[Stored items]
----

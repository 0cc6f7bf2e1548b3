use serde::{Deserialize, Serialize};
use std::fmt;
use std::str::FromStr;

use crate::error::CacheError;

/// Index of a node in the static cluster table, in `[0, N)`.
#[derive(Debug, Clone, Copy, Serialize, Deserialize, PartialEq, Eq, Hash, PartialOrd, Ord)]
pub struct NodeId(pub u32);

impl NodeId {
    pub fn index(self) -> usize {
        self.0 as usize
    }
}

impl fmt::Display for NodeId {
    fn fmt(&self, f: &mut fmt::Formatter<'_>) -> fmt::Result {
        write!(f, "{}", self.0)
    }
}

/// Peer endpoint of a node. Immutable for the lifetime of the process.
#[derive(Debug, Clone, Serialize, Deserialize, PartialEq, Eq)]
pub struct NodeAddress {
    pub host: String,
    pub port: u16,
}

impl NodeAddress {
    pub fn new(host: impl Into<String>, port: u16) -> Self {
        Self {
            host: host.into(),
            port,
        }
    }

    /// Base URL used by peers to reach this node's internal endpoints.
    pub fn base_url(&self) -> String {
        format!("http://{}:{}", self.host, self.port)
    }
}

impl fmt::Display for NodeAddress {
    fn fmt(&self, f: &mut fmt::Formatter<'_>) -> fmt::Result {
        write!(f, "{}:{}", self.host, self.port)
    }
}

impl FromStr for NodeAddress {
    type Err = CacheError;

    fn from_str(s: &str) -> Result<Self, Self::Err> {
        let Some((host, port)) = s.trim().rsplit_once(':') else {
            return Err(CacheError::InvalidConfig(format!(
                "invalid node address '{s}', expected host:port"
            )));
        };
        if host.is_empty() {
            return Err(CacheError::InvalidConfig(format!(
                "missing host in node address '{s}'"
            )));
        }
        let port = port.parse().map_err(|_| {
            CacheError::InvalidConfig(format!("invalid port in node address '{s}'"))
        })?;
        Ok(Self::new(host, port))
    }
}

----

Exercise goal: Find each line above that contains "Deserialize", and copy those lines.

Solution:
use serde::{Deserialize, Serialize};
#[derive(Debug, Clone, Copy, Serialize, Deserialize, PartialEq, Eq, Hash, PartialOrd, Ord)]
#[derive(Debug, Clone, Serialize, Deserialize, PartialEq, Eq)]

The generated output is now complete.